Both had more bite than Kick-Ass, which began as a clever send-up of the masked vigilante myth and then swerved into gleeful carnage with jetpacks and gatling guns. It was into that cinematic climate that Chronicle landed—the first superpowered character drama told entirely in the found footage style. (Cannibal Holocaust purists, please take a deep breath and unclench.) The premise: three high schoolers encounter a mysterious… something… and wake up with telekinetic powers.
At first they’re shoving around Legos and baseballs; soon they’re tossing cars and taking joyrides in the clouds.
The movie’s hook is how it treats those powers. No Marvel morality speeches. No DC-style grimdark brooding. Just three teens using their gifts to prank, party, and push boundaries—basically what would happen in real life if you gave psychic powers to people who still have homework. The difference is that Chronicle doesn’t tell the story of a hero—it’s the origin of a villain. Andrew, our central figure, is a socially isolated kid whose home life is a wreck: a terminally ill mother, an abusive alcoholic father on benefits, and no real friends beyond his cousin.
In the Disney+ version, powers would save him. In Chronicle, they accelerate his collapse—driving him inward, feeding his resentment, and ending in a superpowered meltdown that turns downtown into a war zone.
The filmmakers do a solid job charting his descent, but the script cuts corners. Andrew flirts with pseudo-evolutionary philosophy to justify himself, but that thread vanishes almost instantly, leaving his insecurity and trauma as the only real motivators.

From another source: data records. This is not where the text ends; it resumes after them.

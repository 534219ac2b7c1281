//! Handle trait implementations for [`ReconnectProxy`]
//!
//! Attributes are read straight from the wrapped handle, methods are
//! resolved by name through `attr`, and subscript accessors hand out nested
//! proxies.

use std::sync::Arc;

use reconnect_core::{Collection, Connection, Database, Document, Result};
use serde_json::Value;

use super::ReconnectProxy;

impl<T: Connection + ?Sized> ReconnectProxy<T> {
    /// `conn[name]`, returned as a proxy
    pub fn database_proxy(&self, name: &str) -> Result<ReconnectProxy<dyn Database>> {
        self.index(|conn| conn.database(name))
    }
}

impl<T: Database + ?Sized> ReconnectProxy<T> {
    /// `db[name]`, returned as a proxy
    pub fn collection_proxy(&self, name: &str) -> Result<ReconnectProxy<dyn Collection>> {
        self.index(|db| db.collection(name))
    }
}

impl<T: Connection + ?Sized> Connection for ReconnectProxy<T> {
    fn host(&self) -> &str {
        self.inner().host()
    }

    fn port(&self) -> u16 {
        self.inner().port()
    }

    fn database(&self, name: &str) -> Result<Arc<dyn Database>> {
        Ok(Arc::new(self.database_proxy(name)?))
    }

    fn database_names(&self) -> Result<Vec<String>> {
        self.attr("database_names").call(|conn| conn.database_names())
    }

    fn server_info(&self) -> Result<Document> {
        self.attr("server_info").call(|conn| conn.server_info())
    }

    fn drop_database(&self, name: &str) -> Result<()> {
        self.attr("drop_database").call(|conn| conn.drop_database(name))
    }

    fn close(&self) -> Result<()> {
        self.attr("close").call(|conn| conn.close())
    }
}

impl<T: Database + ?Sized> Database for ReconnectProxy<T> {
    fn name(&self) -> &str {
        self.inner().name()
    }

    fn collection(&self, name: &str) -> Result<Arc<dyn Collection>> {
        Ok(Arc::new(self.collection_proxy(name)?))
    }

    fn collection_names(&self) -> Result<Vec<String>> {
        self.attr("collection_names").call(|db| db.collection_names())
    }

    fn command(&self, command: &Document) -> Result<Document> {
        self.attr("command").call(|db| db.command(command))
    }

    fn drop_collection(&self, name: &str) -> Result<()> {
        self.attr("drop_collection").call(|db| db.drop_collection(name))
    }
}

impl<T: Collection + ?Sized> Collection for ReconnectProxy<T> {
    fn name(&self) -> &str {
        self.inner().name()
    }

    fn full_name(&self) -> String {
        self.inner().full_name()
    }

    fn find(&self, filter: &Document) -> Result<Vec<Document>> {
        self.attr("find").call(|coll| coll.find(filter))
    }

    fn find_one(&self, filter: &Document) -> Result<Option<Document>> {
        self.attr("find_one").call(|coll| coll.find_one(filter))
    }

    fn insert(&self, document: Document) -> Result<Value> {
        // Each attempt needs its own copy of the document
        self.attr("insert").call(|coll| coll.insert(document.clone()))
    }

    fn update(&self, filter: &Document, update: &Document, upsert: bool) -> Result<u64> {
        self.attr("update").call(|coll| coll.update(filter, update, upsert))
    }

    fn remove(&self, filter: &Document) -> Result<u64> {
        self.attr("remove").call(|coll| coll.remove(filter))
    }

    fn count(&self) -> Result<u64> {
        self.attr("count").call(|coll| coll.count())
    }

    fn distinct(&self, key: &str) -> Result<Vec<Value>> {
        self.attr("distinct").call(|coll| coll.distinct(key))
    }

    fn ensure_index(&self, key: &str) -> Result<String> {
        self.attr("ensure_index").call(|coll| coll.ensure_index(key))
    }

    fn index_information(&self) -> Result<Vec<String>> {
        self.attr("index_information").call(|coll| coll.index_information())
    }
}
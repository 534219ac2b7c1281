//! Failover scenarios: operations hitting `AutoReconnect` through the proxy

mod common;

use anyhow::Result;
use pretty_assertions::assert_eq;
use reconnect_core::{Connection, DriverError};
use rstest::rstest;
use serde_json::json;

use common::{Fixture, capture, failover, secs};

/// An operation failing twice during an election succeeds on the third try
#[test]
fn test_find_one_recovers_after_election() -> Result<()> {
    let fixture = Fixture::new();
    let users = fixture.proxy.database("app")?.collection("users")?;
    users.insert(json!({ "_id": 1, "ok": 1 }))?;
    fixture.plan.fail_times("find_one", 2, failover());

    let (found, logs) = capture(|| users.find_one(&json!({})));

    assert_eq!(found?, Some(json!({ "_id": 1, "ok": 1 })));
    assert_eq!(fixture.plan.calls("find_one"), 3);
    assert_eq!(fixture.sleeper.delays(), secs(&[1, 2]));

    let warnings = logs.warnings();
    assert_eq!(warnings.len(), 2);
    assert_eq!(warnings[0].message, "AutoReconnecting, try 0");
    assert_eq!(warnings[1].message, "AutoReconnecting, try 1");
    assert_eq!(warnings[0].fields["operation"], "find_one");
    assert_eq!(warnings[1].fields["delay_ms"], "2000");
    Ok(())
}

#[rstest]
#[case::first_try(0, &[])]
#[case::one_failure(1, &[1])]
#[case::two_failures(2, &[1, 2])]
#[case::three_failures(3, &[1, 2, 4])]
#[case::final_attempt(4, &[1, 2, 4, 8])]
fn test_recovers_within_five_attempts(
    #[case] failures: u32,
    #[case] expected_delays: &[u64],
) -> Result<()> {
    let fixture = Fixture::new();
    let users = fixture.proxy.database("app")?.collection("users")?;
    fixture.plan.fail_times("count", failures, failover());

    let (count, logs) = capture(|| users.count());

    assert_eq!(count?, 0);
    assert_eq!(fixture.plan.calls("count"), failures + 1);
    assert_eq!(fixture.sleeper.delays(), secs(expected_delays));
    assert_eq!(logs.warnings().len(), expected_delays.len());
    Ok(())
}

#[test]
fn test_persistent_failover_gives_up() -> Result<()> {
    let fixture = Fixture::new();
    let users = fixture.proxy.database("app")?.collection("users")?;
    fixture.plan.fail_always("find", failover());

    let (result, logs) = capture(|| users.find(&json!({ "name": "ada" })));

    assert_eq!(result.unwrap_err(), failover());
    assert_eq!(fixture.plan.calls("find"), 5);
    assert_eq!(fixture.sleeper.delays(), secs(&[1, 2, 4, 8]));
    assert_eq!(fixture.sleeper.total().as_secs(), 15);

    // The final attempt is not announced
    let tries: Vec<String> = logs.warnings().into_iter().map(|w| w.message).collect();
    assert_eq!(
        tries,
        vec![
            "AutoReconnecting, try 0",
            "AutoReconnecting, try 1",
            "AutoReconnecting, try 2",
            "AutoReconnecting, try 3",
        ]
    );
    Ok(())
}

#[rstest]
#[case::connection_failure(DriverError::ConnectionFailure("refused".into()))]
#[case::operation_failure(DriverError::OperationFailure("bad query".into()))]
#[case::duplicate_key(DriverError::DuplicateKey("_id: 1".into()))]
#[case::authentication(DriverError::Authentication("bad credentials".into()))]
fn test_other_errors_propagate_immediately(#[case] error: DriverError) -> Result<()> {
    let fixture = Fixture::new();
    let users = fixture.proxy.database("app")?.collection("users")?;
    fixture.plan.fail_times("insert", 1, error.clone());

    let (result, logs) = capture(|| users.insert(json!({ "name": "ada" })));

    assert_eq!(result.unwrap_err(), error);
    assert_eq!(fixture.plan.calls("insert"), 1);
    assert!(fixture.sleeper.delays().is_empty());
    assert!(logs.warnings().is_empty());
    Ok(())
}

#[test]
fn test_error_after_partial_retries_propagates() -> Result<()> {
    let fixture = Fixture::new();
    let users = fixture.proxy.database("app")?.collection("users")?;
    fixture.plan.fail_times("remove", 1, failover());
    fixture
        .plan
        .fail_times("remove", 1, DriverError::OperationFailure("not primary".into()));

    let err = users.remove(&json!({})).unwrap_err();

    assert_eq!(err, DriverError::OperationFailure("not primary".into()));
    assert_eq!(fixture.plan.calls("remove"), 2);
    assert_eq!(fixture.sleeper.delays(), secs(&[1]));
    Ok(())
}

#[test]
fn test_connection_level_operations_retry() -> Result<()> {
    let fixture = Fixture::new();
    fixture.plan.fail_times("drop_database", 2, failover());

    let (result, logs) = capture(|| fixture.proxy.drop_database("app"));

    result?;
    assert_eq!(fixture.plan.calls("drop_database"), 3);
    let warnings = logs.warnings();
    assert_eq!(warnings.len(), 2);
    assert_eq!(warnings[0].fields["operation"], "drop_database");
    assert_eq!(warnings[0].target, "reconnect_proxy::retry::policy");
    Ok(())
}

#[test]
fn test_writes_land_once_after_retry() -> Result<()> {
    let fixture = Fixture::new();
    let users = fixture.proxy.database("app")?.collection("users")?;
    fixture.plan.fail_times("update", 3, failover());

    let updated = users.update(
        &json!({ "name": "ada" }),
        &json!({ "$set": { "admin": true } }),
        true,
    )?;

    assert_eq!(updated, 1);
    assert_eq!(
        users.find(&json!({ "name": "ada" }))?,
        vec![json!({ "_id": 1, "name": "ada", "admin": true })]
    );
    Ok(())
}

#[test]
fn test_closed_connection_is_not_retried() -> Result<()> {
    let fixture = Fixture::new();
    fixture.proxy.close()?;

    let err = fixture.proxy.server_info().unwrap_err();

    assert!(matches!(err, DriverError::ConnectionFailure(_)));
    assert_eq!(fixture.plan.calls("server_info"), 1);
    assert!(fixture.sleeper.delays().is_empty());
    Ok(())
}
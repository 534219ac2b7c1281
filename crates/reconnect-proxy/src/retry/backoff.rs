//! Exponential backoff calculator for reconnect retries

use std::time::Duration;

/// Exponential backoff strategy for reconnect retries.
///
/// The delay before retry `attempt` is `unit * base^attempt`, optionally
/// capped. There is no jitter: every caller waits the same amounts.
///
/// # Example
///
/// ```
/// use reconnect_proxy::BackoffStrategy;
/// use std::time::Duration;
///
/// let backoff = BackoffStrategy::default();
///
/// assert_eq!(backoff.calculate_delay(0), Duration::from_secs(1));
/// assert_eq!(backoff.calculate_delay(1), Duration::from_secs(2));
/// assert_eq!(backoff.calculate_delay(3), Duration::from_secs(8));
/// ```
#[derive(Debug, Clone, PartialEq, Eq)]
pub struct BackoffStrategy {
    /// Length of one time unit in milliseconds
    unit_ms: u64,
    /// Growth factor per attempt
    base: u32,
    /// Optional cap in milliseconds
    max_ms: Option<u64>,
}

impl BackoffStrategy {
    /// Create a strategy with the given unit and base.
    ///
    /// `unit_ms` is raised to at least 1ms and `base` to at least 1.
    pub fn new(unit_ms: u64, base: u32) -> Self {
        Self {
            unit_ms: unit_ms.max(1),
            base: base.max(1),
            max_ms: None,
        }
    }

    /// Cap every delay at `max_ms` (never below one unit)
    pub fn with_max_delay_ms(mut self, max_ms: u64) -> Self {
        self.max_ms = Some(max_ms.max(self.unit_ms));
        self
    }

    /// Delay before retry number `attempt` (zero-based)
    pub fn calculate_delay(&self, attempt: u32) -> Duration {
        let factor = u64::from(self.base).saturating_pow(attempt);
        let delay_ms = self.unit_ms.saturating_mul(factor);

        let capped_ms = match self.max_ms {
            Some(max_ms) => delay_ms.min(max_ms),
            None => delay_ms,
        };

        Duration::from_millis(capped_ms)
    }

    pub fn unit(&self) -> Duration {
        Duration::from_millis(self.unit_ms)
    }

    pub fn base(&self) -> u32 {
        self.base
    }

    pub fn max_delay(&self) -> Option<Duration> {
        self.max_ms.map(Duration::from_millis)
    }
}

impl Default for BackoffStrategy {
    /// One-second unit, doubling, uncapped
    fn default() -> Self {
        Self::new(1000, 2)
    }
}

Meanwhile, the rest of the cast are as flat as early-’10s Instagram filters. The “hero” character gets the worst deal: he starts awkward, becomes slightly less awkward, and that’s… it. Then there’s the found footage gimmick. It’s a risky format—you can’t just plop a camera into every scene; the audience has to believe it belongs there. Cloverfield had its party video setup.
That works. Chronicle opens with Andrew declaring out of nowhere, “From now on, I’m filming everything I do,” and that’s the whole justification. Later, the film tries to reframe it as his coping mechanism, but the idea never quite lands. Starting with their first experiments and folding the family drama in after the fact might have been cleaner. Instead, the opening stalls before the real story kicks in.
Still, it’s worth a watch—especially the finale. With a fraction of a Marvel budget, the effects team delivers a chaotic citywide battle that’s both inventive and coherent in its found footage framing. It’s messy, scrappy, and somehow more exciting than a hundred weightless CGI punch-ups. In a year where superhero fatigue has turned from a niche complaint into a running joke, Chronicle still stands out as one of the rare “what if?” experiments that dares to answer with something other than another multiverse cameo.